Human free will might seem like the squishiest of philosophical subjects, way beyond the realm of mathematical demonstration. But two highly regarded Princeton mathematicians, John Conway and Simon Kochen, claim to have proven that if humans have even the tiniest amount of free will, then atoms themselves must also behave unpredictably.
The finding won’t give many physicists a moment’s worry, because traditional interpretations of quantum mechanics embrace unpredictability already. The best anyone can hope to do, quantum theory says, is predict the probability that a particle will behave in a certain way.

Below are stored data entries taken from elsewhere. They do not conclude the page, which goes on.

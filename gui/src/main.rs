mod settings;

use std::sync::{Arc, Mutex, MutexGuard};
use std::thread;

use anyhow::Context;
use eframe::egui;
use eframe::egui::{ScrollArea, Ui};
use eframe::run_native;
use life_engine::{Engine, Grid, LifeLike};
use log::{debug, info, warn};

use crate::settings::Settings;

const CELL_SIZE: f32 = 8.0;

/// Simulation state shared between the window and the stepping thread.
struct Simulation {
    engine: Engine,
    rule: LifeLike,
    parallel: bool,
    running: bool,
}

impl Simulation {
    fn step(&mut self) {
        if self.parallel {
            self.engine.step_parallel(&self.rule);
        } else {
            self.engine.step(&self.rule);
        }
    }

    /// Replaces the world with an edited copy of it, starting the
    /// generation count again.
    fn reseed(&mut self, edit: impl FnOnce(&mut Grid)) {
        let mut grid = self.engine.current().clone();
        edit(&mut grid);
        if let Err(err) = self.engine.reset(&grid) {
            warn!("reseed failed: {err}");
        }
    }
}

/// Locks the shared state. A panic while the lock was held leaves the
/// engine between steps, so a poisoned lock is still usable.
fn lock(simulation: &Mutex<Simulation>) -> MutexGuard<'_, Simulation> {
    simulation.lock().unwrap_or_else(|poisoned| {
        warn!("simulation lock poisoned, continuing");
        poisoned.into_inner()
    })
}

fn build_engine(settings: &Settings) -> anyhow::Result<Engine> {
    let size = settings.world_size;
    let mut engine = match &settings.snapshot {
        Some(path) => {
            let bytes = std::fs::read(path)
                .with_context(|| format!("read snapshot {}", path.display()))?;
            info!("loaded {} snapshot bytes from {}", bytes.len(), path.display());
            Engine::from_snapshot(size, &bytes)
                .with_context(|| format!("load snapshot {}", path.display()))?
        }
        None => Engine::new(size, None).context("create world")?,
    };
    if let Some(pattern) = settings.pattern {
        pattern
            .stamp_centered(engine.current_mut())
            .with_context(|| format!("place {} in a {size}x{size} world", pattern.name))?;
    }
    Ok(engine)
}

fn main() -> anyhow::Result<()> {
    env_logger::init();
    let settings = Settings::parse();
    info!(
        "world {0}x{0}, rule {1}, one generation every {2:?}",
        settings.world_size, settings.rule, settings.interval
    );

    let engine = build_engine(&settings)?;
    let simulation = Arc::new(Mutex::new(Simulation {
        engine,
        rule: settings.rule,
        parallel: settings.parallel_step(),
        running: !settings.paused,
    }));
    let interval = settings.interval;
    let density = settings.density;

    run_native(
        "Game of Life GUI",
        eframe::NativeOptions::default(),
        Box::new(move |cc| {
            let ctx = cc.egui_ctx.clone();
            let stepper = Arc::clone(&simulation);

            // The engine has no timer; this thread is its clock.
            thread::spawn(move || loop {
                thread::sleep(interval);
                let mut simulation = lock(&stepper);
                if simulation.running {
                    simulation.step();
                    ctx.request_repaint();
                }
            });

            Ok(Box::new(GuiOfLife::new(cc, simulation, density)))
        }),
    )
    .map_err(|err| anyhow::anyhow!("window failed: {err}"))
}

struct GuiOfLife {
    simulation: Arc<Mutex<Simulation>>,
    density: f64,
}

impl GuiOfLife {
    fn new(
        _cc: &eframe::CreationContext<'_>,
        simulation: Arc<Mutex<Simulation>>,
        density: f64,
    ) -> Self {
        Self {
            simulation,
            density,
        }
    }

    fn controls(&self, ui: &mut Ui) {
        let mut simulation = lock(&self.simulation);
        ui.horizontal(|ui| {
            let label = if simulation.running { "Pause" } else { "Resume" };
            if ui.button(label).clicked() {
                simulation.running = !simulation.running;
            }
            if ui
                .add_enabled(!simulation.running, egui::Button::new("Step"))
                .clicked()
            {
                simulation.step();
            }
            if ui.button("Randomize").clicked() {
                let density = self.density;
                simulation.reseed(|grid| grid.randomize(&mut rand::rng(), density));
            }
            if ui.button("Clear").clicked() {
                simulation.reseed(Grid::clear);
            }
            ui.label(format!(
                "generation {}, population {}",
                simulation.engine.generation(),
                simulation.engine.current().population()
            ));
        });
    }

    fn create_grid(&self, ui: &mut Ui) {
        let mut simulation = lock(&self.simulation);
        let grid = simulation.engine.current();
        let size = grid.size();

        let (rect, response) = ui.allocate_exact_size(
            egui::vec2(CELL_SIZE * size as f32, CELL_SIZE * size as f32),
            egui::Sense::click(),
        );

        // Cell (x, y) is drawn x cells right and y cells down.
        let painter = ui.painter();
        for (index, alive) in grid.iter().enumerate() {
            let (x, y) = (index / size, index % size);
            let pos = rect.min + egui::vec2(x as f32 * CELL_SIZE, y as f32 * CELL_SIZE);

            let color = if alive {
                egui::Color32::WHITE
            } else {
                egui::Color32::DARK_GRAY
            };

            painter.rect_filled(
                egui::Rect::from_min_size(pos, egui::vec2(CELL_SIZE, CELL_SIZE)),
                CELL_SIZE / 4f32,
                color,
            );
        }

        if let Some(pointer) = response.interact_pointer_pos().filter(|_| response.clicked()) {
            let offset = (pointer - rect.min) / CELL_SIZE;
            let (x, y) = (offset.x.floor() as i32, offset.y.floor() as i32);
            if let Err(err) = simulation.engine.current_mut().toggle(x, y) {
                debug!("click ignored: {err}");
            }
        }
    }
}

impl eframe::App for GuiOfLife {
    fn update(&mut self, ctx: &egui::Context, _frame: &mut eframe::Frame) {
        egui::CentralPanel::default().show(ctx, |ui| {
            ScrollArea::both().show(ui, |ui| {
                ui.heading("Game of Life");
                self.controls(ui);
                self.create_grid(ui);
            });
        });
    }
}

#[cfg(test)]
mod tests {
    use super::*;
    use life_engine::{conway, pattern};
    use std::path::PathBuf;

    fn temp_file(name: &str, bytes: &[u8]) -> PathBuf {
        let path = std::env::temp_dir().join(format!("life-gui-{}-{name}", std::process::id()));
        std::fs::write(&path, bytes).unwrap();
        path
    }

    #[test]
    fn loads_snapshot_file() {
        let mut grid = Grid::new(5).unwrap();
        grid.set(4, 0, true).unwrap();
        let path = temp_file("ok.bin", &grid.to_snapshot());

        let settings = Settings {
            world_size: 5,
            snapshot: Some(path.clone()),
            ..Settings::default()
        };
        let engine = build_engine(&settings).unwrap();
        std::fs::remove_file(path).unwrap();

        assert_eq!(engine.current(), &grid);
    }

    #[test]
    fn reports_bad_snapshots() {
        let path = temp_file("short.bin", &[0xff]);
        let settings = Settings {
            world_size: 5,
            snapshot: Some(path.clone()),
            ..Settings::default()
        };
        let err = build_engine(&settings).unwrap_err();
        std::fs::remove_file(path).unwrap();
        assert!(matches!(
            err.downcast_ref::<life_engine::Error>(),
            Some(life_engine::Error::SnapshotSize { .. })
        ));

        let missing = Settings {
            snapshot: Some(PathBuf::from("/nonexistent/life.bin")),
            ..Settings::default()
        };
        assert!(build_engine(&missing).is_err());
    }

    #[test]
    fn places_pattern_in_the_middle() {
        let settings = Settings {
            world_size: 5,
            pattern: Some(&pattern::BLINKER),
            ..Settings::default()
        };
        let engine = build_engine(&settings).unwrap();
        assert_eq!(engine.current().population(), 3);
        assert!(engine.current().get(2, 2).unwrap());

        let cramped = Settings {
            world_size: 3,
            pattern: Some(&pattern::LWSS),
            ..Settings::default()
        };
        assert!(build_engine(&cramped).is_err());
    }

    #[test]
    fn reseeding_restarts_the_generation_count() {
        let mut engine = Engine::new(6, None).unwrap();
        pattern::BLINKER.stamp(engine.current_mut(), 1, 2).unwrap();
        let mut simulation = Simulation {
            engine,
            rule: LifeLike::CONWAY,
            parallel: false,
            running: false,
        };
        simulation.step();
        simulation.step();
        assert_eq!(simulation.engine.generation(), 2);

        simulation.reseed(|grid| grid.randomize(&mut rand::rng(), 1.0));
        assert_eq!(simulation.engine.generation(), 0);
        assert_eq!(simulation.engine.current().population(), 36);

        simulation.engine.step(&conway);
        simulation.reseed(Grid::clear);
        assert_eq!(simulation.engine.generation(), 0);
        assert!(simulation.engine.current().is_empty());
    }
}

But physicists all the way back to Einstein have been unhappy with this idea. Einstein famously grumped, “God does not play dice.” And indeed, ever since the birth of quantum mechanics, some physicists have offered alternate interpretations of its equations that aim to get rid of this indeterminism. The most famous alternative is attributed to the physicist David Bohm, who argued in the 1950s that the behavior of subatomic particles is entirely determined by “hidden variables” that cannot be observed.
Conway and Kochen say this search is hopeless, and they claim to have proven that indeterminacy is inherent in the world itself, rather than just in quantum theory. And to Bohmians and other like-minded physicists, the pair says: Give up determinism, or give up free will. Even the tiniest bit of free will.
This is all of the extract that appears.